* [What the task asks]: Filter the records below for the word "policies". Keep each line that has it.

* [Material for this exercise]:
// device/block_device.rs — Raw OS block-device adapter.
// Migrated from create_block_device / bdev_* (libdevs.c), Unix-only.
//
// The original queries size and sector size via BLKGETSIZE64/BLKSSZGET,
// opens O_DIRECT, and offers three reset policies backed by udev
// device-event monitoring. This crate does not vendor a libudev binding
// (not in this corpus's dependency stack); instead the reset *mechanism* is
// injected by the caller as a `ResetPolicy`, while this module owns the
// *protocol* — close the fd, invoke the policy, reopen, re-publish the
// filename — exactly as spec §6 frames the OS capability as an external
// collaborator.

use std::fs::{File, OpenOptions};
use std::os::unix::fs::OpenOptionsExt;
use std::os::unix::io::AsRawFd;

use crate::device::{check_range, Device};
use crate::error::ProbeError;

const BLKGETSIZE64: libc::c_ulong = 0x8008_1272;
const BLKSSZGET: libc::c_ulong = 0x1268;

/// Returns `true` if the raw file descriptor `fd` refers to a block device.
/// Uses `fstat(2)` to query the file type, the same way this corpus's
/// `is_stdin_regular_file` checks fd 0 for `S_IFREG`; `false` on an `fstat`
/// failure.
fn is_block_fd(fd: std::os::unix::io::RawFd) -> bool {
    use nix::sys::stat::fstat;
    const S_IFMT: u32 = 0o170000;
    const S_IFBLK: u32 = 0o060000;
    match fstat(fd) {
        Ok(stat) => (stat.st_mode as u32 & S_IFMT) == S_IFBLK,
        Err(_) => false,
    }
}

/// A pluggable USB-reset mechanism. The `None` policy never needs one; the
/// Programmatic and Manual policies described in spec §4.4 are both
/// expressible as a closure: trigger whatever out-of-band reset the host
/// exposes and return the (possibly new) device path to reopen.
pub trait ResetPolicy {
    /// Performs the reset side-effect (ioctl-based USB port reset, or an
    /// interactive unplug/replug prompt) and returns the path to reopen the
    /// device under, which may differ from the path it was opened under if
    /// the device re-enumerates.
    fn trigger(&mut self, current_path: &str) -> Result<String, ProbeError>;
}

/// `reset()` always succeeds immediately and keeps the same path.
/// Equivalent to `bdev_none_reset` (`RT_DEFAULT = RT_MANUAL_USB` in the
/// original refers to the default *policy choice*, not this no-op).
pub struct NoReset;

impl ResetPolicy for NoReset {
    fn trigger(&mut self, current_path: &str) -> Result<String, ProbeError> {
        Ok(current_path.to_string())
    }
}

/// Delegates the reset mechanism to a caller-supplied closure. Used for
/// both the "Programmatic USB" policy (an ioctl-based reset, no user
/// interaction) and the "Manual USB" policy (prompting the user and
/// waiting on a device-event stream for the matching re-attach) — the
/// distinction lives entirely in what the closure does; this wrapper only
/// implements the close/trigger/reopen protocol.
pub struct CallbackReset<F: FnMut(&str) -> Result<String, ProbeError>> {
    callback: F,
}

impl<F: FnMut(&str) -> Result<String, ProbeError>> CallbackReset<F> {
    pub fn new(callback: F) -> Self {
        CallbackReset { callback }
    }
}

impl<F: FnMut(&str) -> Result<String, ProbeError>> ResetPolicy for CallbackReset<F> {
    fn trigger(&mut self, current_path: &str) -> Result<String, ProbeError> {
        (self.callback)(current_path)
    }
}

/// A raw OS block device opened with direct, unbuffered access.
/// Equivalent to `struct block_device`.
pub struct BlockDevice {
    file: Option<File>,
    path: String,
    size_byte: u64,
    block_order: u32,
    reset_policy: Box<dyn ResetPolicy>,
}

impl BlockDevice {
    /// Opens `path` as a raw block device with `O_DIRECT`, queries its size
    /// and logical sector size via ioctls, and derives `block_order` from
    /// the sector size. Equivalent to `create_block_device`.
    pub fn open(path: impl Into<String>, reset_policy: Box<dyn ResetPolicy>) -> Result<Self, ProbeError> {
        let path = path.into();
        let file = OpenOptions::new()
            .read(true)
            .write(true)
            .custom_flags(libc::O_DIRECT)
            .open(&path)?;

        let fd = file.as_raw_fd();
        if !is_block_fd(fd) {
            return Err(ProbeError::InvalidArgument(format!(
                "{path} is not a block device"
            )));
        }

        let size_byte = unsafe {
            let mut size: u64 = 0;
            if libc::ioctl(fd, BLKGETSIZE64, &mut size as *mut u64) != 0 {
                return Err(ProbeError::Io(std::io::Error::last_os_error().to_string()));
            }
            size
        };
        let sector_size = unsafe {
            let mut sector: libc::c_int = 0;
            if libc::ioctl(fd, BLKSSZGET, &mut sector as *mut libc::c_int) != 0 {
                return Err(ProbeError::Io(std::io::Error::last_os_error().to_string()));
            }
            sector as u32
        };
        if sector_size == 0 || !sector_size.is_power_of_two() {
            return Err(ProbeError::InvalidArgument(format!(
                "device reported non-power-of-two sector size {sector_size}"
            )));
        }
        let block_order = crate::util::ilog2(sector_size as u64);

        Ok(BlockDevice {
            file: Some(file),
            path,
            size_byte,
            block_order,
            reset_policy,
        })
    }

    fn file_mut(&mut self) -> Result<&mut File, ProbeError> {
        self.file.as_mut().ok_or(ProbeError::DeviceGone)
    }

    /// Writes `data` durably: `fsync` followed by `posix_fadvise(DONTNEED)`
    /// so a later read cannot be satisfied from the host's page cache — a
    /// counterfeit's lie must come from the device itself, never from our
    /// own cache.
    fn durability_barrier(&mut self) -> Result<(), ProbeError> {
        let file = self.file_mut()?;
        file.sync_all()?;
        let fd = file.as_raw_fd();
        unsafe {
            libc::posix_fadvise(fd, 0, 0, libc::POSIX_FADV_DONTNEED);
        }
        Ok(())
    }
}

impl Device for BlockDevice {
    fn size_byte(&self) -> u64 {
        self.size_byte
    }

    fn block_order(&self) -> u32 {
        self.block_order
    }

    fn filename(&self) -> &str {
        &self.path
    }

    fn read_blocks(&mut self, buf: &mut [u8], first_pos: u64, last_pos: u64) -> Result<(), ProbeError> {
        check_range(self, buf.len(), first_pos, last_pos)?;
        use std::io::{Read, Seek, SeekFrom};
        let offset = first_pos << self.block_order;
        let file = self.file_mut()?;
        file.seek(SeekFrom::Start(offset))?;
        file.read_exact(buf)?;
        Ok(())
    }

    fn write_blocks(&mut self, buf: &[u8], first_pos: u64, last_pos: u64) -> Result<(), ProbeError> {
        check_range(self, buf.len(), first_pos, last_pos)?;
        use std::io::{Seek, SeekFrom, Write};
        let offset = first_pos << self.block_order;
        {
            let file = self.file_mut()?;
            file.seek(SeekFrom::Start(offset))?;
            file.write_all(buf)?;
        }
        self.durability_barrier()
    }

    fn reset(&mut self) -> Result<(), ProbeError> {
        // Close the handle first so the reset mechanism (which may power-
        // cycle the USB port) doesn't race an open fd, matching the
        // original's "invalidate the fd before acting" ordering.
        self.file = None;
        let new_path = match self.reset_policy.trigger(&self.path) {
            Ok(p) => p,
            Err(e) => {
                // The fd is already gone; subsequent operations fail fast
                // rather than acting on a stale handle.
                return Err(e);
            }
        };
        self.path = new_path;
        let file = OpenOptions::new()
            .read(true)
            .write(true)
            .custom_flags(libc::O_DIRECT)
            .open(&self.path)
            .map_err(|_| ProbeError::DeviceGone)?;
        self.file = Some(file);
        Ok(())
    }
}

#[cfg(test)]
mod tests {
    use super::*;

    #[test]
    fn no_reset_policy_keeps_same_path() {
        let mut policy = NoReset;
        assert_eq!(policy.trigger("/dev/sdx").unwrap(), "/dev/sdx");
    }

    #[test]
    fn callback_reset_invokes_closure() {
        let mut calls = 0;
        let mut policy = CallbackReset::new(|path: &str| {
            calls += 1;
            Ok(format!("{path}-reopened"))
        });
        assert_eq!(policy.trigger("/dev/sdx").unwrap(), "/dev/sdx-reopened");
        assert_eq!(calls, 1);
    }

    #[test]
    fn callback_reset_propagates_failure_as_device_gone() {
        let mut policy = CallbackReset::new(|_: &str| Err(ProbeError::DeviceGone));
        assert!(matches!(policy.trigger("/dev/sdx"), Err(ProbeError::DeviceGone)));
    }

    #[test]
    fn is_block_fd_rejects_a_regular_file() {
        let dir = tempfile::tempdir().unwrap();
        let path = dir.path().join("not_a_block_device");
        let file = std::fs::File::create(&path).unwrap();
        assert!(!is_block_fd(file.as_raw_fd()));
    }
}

* [Written response]:
// opens O_DIRECT, and offers three reset policies backed by udev
/// Programmatic and Manual policies described in spec §4.4 are both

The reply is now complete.